WHAT IS EXPECTED: Each line in the data holding "crate" should be listed.

SUPPLIED ENTRIES:
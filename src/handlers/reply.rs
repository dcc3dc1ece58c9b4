//! Reply intake endpoint
//!
//! The automation posts `{sessionId, textResponse}` here once it has an
//! answer. The handler waits only until synthesis has started; audio is
//! relayed to the client in the background.

use std::sync::Arc;

use axum::{
    Json,
    extract::{State, rejection::JsonRejection},
    http::StatusCode,
};
use serde::Deserialize;
use tracing::{info, warn};

use crate::core::ReplyDispatch;
use crate::errors::{AppError, AppResult};
use crate::state::AppState;

pub const MISSING_FIELDS_MESSAGE: &str = "Missing sessionId or textResponse";
pub const PROCESSING_MESSAGE: &str = "Response is being processed.";
pub const DISCONNECTED_MESSAGE: &str = "Client disconnected.";
pub const SYNTHESIS_FAILED_MESSAGE: &str = "Internal server error during audio processing.";

#[derive(Debug, Deserialize)]
#[serde(rename_all = "camelCase")]
pub struct AutomationReply {
    #[serde(default)]
    pub session_id: Option<String>,
    #[serde(default)]
    pub text_response: Option<String>,
}

impl AutomationReply {
    /// Both fields, when present and non-empty
    fn fields(&self) -> Option<(&str, &str)> {
        let session_id = self.session_id.as_deref().filter(|s| !s.is_empty())?;
        let text = self.text_response.as_deref().filter(|t| !t.is_empty())?;
        Some((session_id, text))
    }
}

/// `POST /handle-n8n-response`
pub async fn handle_automation_reply(
    State(state): State<Arc<AppState>>,
    payload: Result<Json<AutomationReply>, JsonRejection>,
) -> AppResult<(StatusCode, &'static str)> {
    let reply = match payload {
        Ok(Json(reply)) => reply,
        Err(rejection) => {
            warn!("Rejected automation reply: {}", rejection.body_text());
            return Err(AppError::BadRequest(MISSING_FIELDS_MESSAGE.to_string()));
        }
    };

    let Some((session_id, text)) = reply.fields() else {
        warn!("Automation reply without sessionId or textResponse");
        return Err(AppError::BadRequest(MISSING_FIELDS_MESSAGE.to_string()));
    };

    info!(session_id = %session_id, "Automation reply received");

    match state.pipeline.start_reply(session_id, text).await {
        Ok(ReplyDispatch::Streaming) => Ok((StatusCode::OK, PROCESSING_MESSAGE)),
        Ok(ReplyDispatch::Disconnected) => Ok((StatusCode::OK, DISCONNECTED_MESSAGE)),
        Err(_) => Err(AppError::Internal(SYNTHESIS_FAILED_MESSAGE.to_string())),
    }
}

#[cfg(test)]
mod tests {
    use super::*;

    fn reply(json: &str) -> AutomationReply {
        serde_json::from_str(json).expect("valid reply")
    }

    #[test]
    fn test_fields_present() {
        let parsed = reply(r#"{"sessionId": "s1", "textResponse": "Hello"}"#);
        assert_eq!(parsed.fields(), Some(("s1", "Hello")));
    }

    #[test]
    fn test_missing_or_empty_fields() {
        assert!(reply(r#"{"sessionId": "s1"}"#).fields().is_none());
        assert!(reply(r#"{"textResponse": "Hello"}"#).fields().is_none());
        assert!(reply(r#"{"sessionId": "", "textResponse": "Hello"}"#).fields().is_none());
        assert!(reply(r#"{"sessionId": "s1", "textResponse": ""}"#).fields().is_none());
        assert!(reply("{}").fields().is_none());
    }
}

TASK SOLUTION:
use crate::core::ReplyDispatch;
use crate::errors::{AppError, AppResult};
use crate::state::AppState;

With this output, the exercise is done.